How Safe Are We? by Janet Napolitano & Karen Breslau

Author:Janet Napolitano & Karen Breslau
Language: eng
Format: epub
Publisher: PublicAffairs
Published: 2019-03-04T16:00:00+00:00


CHAPTER 6

Shrinking the Haystack

Throughout much of my law-enforcement career, the tools of security were guns, gates, and guards. The theory was that we protect important places by keeping out the bad guys and run them down if they break through or try to escape. Prevention and prosecution of crimes were enabled by intelligence that came from two primary sources. One is humans, or HUMINT, for example from spies, informants, law enforcement, or foreign governments. The other is signals, or SIGINT, coming from wiretaps, digital communications (including financial transactions and other sources), and, of course, video surveillance. Once, when I was a US Attorney in Arizona, we actually hid a camera behind the terrarium in a white paramilitary gang clubhouse. As my prosecutors and I watched the surveillance video of our suspects, we’d watch snakes slither in front of the camera lens, sometimes obstructing our view. You’ll be happy to know we ultimately prosecuted members of the (aptly named) Viper Militia for a variety of weapons and explosives charges and secured ten guilty pleas and two convictions.

Today, guns are still guns, but our other tools have changed dramatically. Happily, I haven’t had to watch a snake video in decades. Our most important “gates” are less visible than people realize and are built from such advanced technologies as biometrics and surveillance devices, including drones, radio frequency identification tags, sensors, and, yes, the dreaded body scanners at our airports. Our “guards” rely on intelligence increasingly gathered through big data, meaning the collection, storage, and analysis of enormous quantities of information in search of patterns and anomalies that help law enforcement. In this area, especially, we have made remarkable improvements over the systems we had in use on September 11, 2001.

We’ve been able to do this in part because the period since 9/11 coincides with an explosive growth in digital technology that has transformed big data in three key areas known as the “three Vs”: volume, variety, and velocity. We track more information from a wider number of sources that pours in at ever higher rates of speed. As the cabinet secretary dubbed “Big Sis” by right-wing media, I can confirm that the Department of Homeland Security is getting better at collecting and managing data that identifies people and things posing a threat to the United States. We were far from perfect, but we were pretty damn good. There is also a fourth “V”: veracity. We tried to have greater confidence in the accuracy and security of the data we analyze, although that’s a difficult standard to achieve in the current environment.

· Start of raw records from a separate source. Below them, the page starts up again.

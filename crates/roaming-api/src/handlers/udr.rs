//! Usage (UDR) handlers

use crate::dto::{AllUsageParams, MonthParams, UsageResponse};
use crate::state::AppState;
use actix_web::{
    web::{self, Data, Json, Path, Query},
    Result,
};
use roaming_core::AppError;
use std::collections::BTreeMap;
use tracing::{info, instrument, warn};
use validator::Validate;

/// Usage of one subscriber for a month, or for the last year
///
/// ```text
/// GET /api/v1/udr/79991112233?month=2025-02
/// GET /api/v1/udr/79991112233
/// ```
#[instrument(skip(state, query))]
pub async fn get_usage(
    path: Path<String>,
    query: Query<MonthParams>,
    state: Data<AppState>,
) -> Result<Json<UsageResponse>> {
    query.validate().map_err(|e| {
        warn!("Invalid month parameter: {}", e);
        AppError::Validation(e.to_string())
    })?;

    let msisdn = path.into_inner();
    let summary = state.usage.get_usage(&msisdn, query.month.as_deref()).await?;

    Ok(Json(UsageResponse::from(summary)))
}

/// Usage of every caller for a month, keyed by number
///
/// ```text
/// GET /api/v1/udr/all?month=2025-02
/// ```
#[instrument(skip(state, query))]
pub async fn get_all_usage(
    query: Query<AllUsageParams>,
    state: Data<AppState>,
) -> Result<Json<BTreeMap<String, UsageResponse>>> {
    query.validate().map_err(|e| {
        warn!("Invalid month parameter: {}", e);
        AppError::Validation(e.to_string())
    })?;

    let usage = state.usage.get_all_usage(&query.month).await?;
    info!("Returning {} usage reports for {}", usage.len(), query.month);

    Ok(Json(
        usage
            .into_iter()
            .map(|(msisdn, summary)| (msisdn, UsageResponse::from(summary)))
            .collect(),
    ))
}

/// Configure UDR routes
pub fn configure(cfg: &mut web::ServiceConfig) {
    cfg.service(
        web::scope("/udr")
            .route("/all", web::get().to(get_all_usage))
            .route("/{msisdn}", web::get().to(get_usage)),
    );
}
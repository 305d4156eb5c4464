//! Subscriber directory handlers

use crate::dto::ApiResponse;
use crate::state::AppState;
use actix_web::{
    web::{self, Data, Json},
    Result,
};
use roaming_core::models::Subscriber;
use tracing::{debug, instrument};

/// List every subscriber
///
/// ```text
/// GET /api/v1/subscribers
/// ```
#[instrument(skip(state))]
pub async fn list_subscribers(state: Data<AppState>) -> Result<Json<ApiResponse<Vec<Subscriber>>>> {
    let subscribers = state.directory.list().await?;
    debug!("Listing {} subscribers", subscribers.len());
    Ok(Json(ApiResponse::success(subscribers)))
}

/// Configure subscriber routes
pub fn configure(cfg: &mut web::ServiceConfig) {
    cfg.route("/subscribers", web::get().to(list_subscribers));
}
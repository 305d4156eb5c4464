//! Usage aggregation (UDR)
//!
//! Derives incoming/outgoing call time totals from the record store. Nothing
//! is cached or persisted; every query reads the store again.

use chrono::Utc;
use roaming_core::{
    models::UsageSummary,
    time::TimeWindow,
    traits::CdrRepository,
    AppError, AppResult,
};
use std::collections::BTreeMap;
use std::sync::Arc;
use tracing::{debug, info, instrument};

/// Usage aggregator over the call record store
pub struct UsageAggregator<C: CdrRepository + ?Sized> {
    cdrs: Arc<C>,
}

impl<C: CdrRepository + ?Sized> UsageAggregator<C> {
    /// Create a new aggregator
    pub fn new(cdrs: Arc<C>) -> Self {
        Self { cdrs }
    }

    /// Usage of one subscriber for a `yyyy-MM` month, or the last year
    ///
    /// Counts every call the subscriber took part in, on either side, that
    /// started inside the window. Fails with [`AppError::NotFound`] when
    /// there is none.
    #[instrument(skip(self))]
    pub async fn get_usage(&self, msisdn: &str, month: Option<&str>) -> AppResult<UsageSummary> {
        let window = match month {
            Some(month) => TimeWindow::for_month(month)?,
            None => TimeWindow::last_year(Utc::now()),
        };

        let records = self
            .cdrs
            .find_by_participant_and_time_range(msisdn, window.start, window.end)
            .await?;

        if records.is_empty() {
            debug!("No CDRs for {} in window", msisdn);
            return Err(AppError::NotFound(format!(
                "No calls found for subscriber {} in the requested period",
                msisdn
            )));
        }

        let mut summary = UsageSummary::empty(msisdn);
        for cdr in &records {
            summary.add(cdr);
        }

        debug!(
            "Usage for {}: {} CDRs, in={}s out={}s",
            msisdn,
            records.len(),
            summary.incoming_seconds,
            summary.outgoing_seconds
        );

        Ok(summary)
    }

    /// Usage of every caller for a `yyyy-MM` month
    ///
    /// Records are grouped by their caller number and each record's own
    /// direction tag decides the bucket. A number that only ever appears as
    /// callee has no entry. An empty month yields an empty map.
    #[instrument(skip(self))]
    pub async fn get_all_usage(&self, month: &str) -> AppResult<BTreeMap<String, UsageSummary>> {
        let window = TimeWindow::for_month(month)?;

        let records = self
            .cdrs
            .find_by_time_range(window.start, window.end)
            .await?;

        let mut usage: BTreeMap<String, UsageSummary> = BTreeMap::new();
        for cdr in &records {
            usage
                .entry(cdr.caller_number.clone())
                .or_insert_with(|| UsageSummary::empty(cdr.caller_number.as_str()))
                .add(cdr);
        }

        info!(
            "Aggregated {} CDRs into {} usage reports for {}",
            records.len(),
            usage.len(),
            month
        );

        Ok(usage)
    }
}
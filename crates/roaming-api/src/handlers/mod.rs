//! HTTP request handlers

pub mod cdr;
pub mod health;
pub mod subscribers;
pub mod udr;

use actix_web::{error::InternalError, web, HttpResponse};
use roaming_core::AppError;
use serde_json::json;

pub use cdr::configure as configure_cdr;
pub use health::health_check;
pub use subscribers::configure as configure_subscribers;
pub use udr::configure as configure_udr;

/// Mount every route under `/api/v1`
pub fn configure(cfg: &mut web::ServiceConfig) {
    cfg.service(
        web::scope("/api/v1")
            .route("/health", web::get().to(health_check))
            .configure(configure_subscribers)
            .configure(configure_cdr)
            .configure(configure_udr),
    );
}

/// Query extractor settings: malformed or missing parameters become a 400
/// with the same body as [`AppError::Validation`]
pub fn query_config() -> web::QueryConfig {
    web::QueryConfig::default().error_handler(|err, _req| {
        let error = AppError::Validation(err.to_string());
        let body = json!({
            "error": error.error_code(),
            "message": error.to_string(),
            "status": 400,
        });
        InternalError::from_response(err, HttpResponse::BadRequest().json(body)).into()
    })
}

The members of Congress who oversee the DHS budget visit the National Targeting Center for Cargo and Persons (NTC), but their constituents know little about it. I think they should. It will help them feel safer. The NTC is a large, tan building in a Virginia suburb of Washington, DC, not far from Dulles International Airport. It was created two months after 9/11 and has grown so much it had to be moved to its new location in 2017.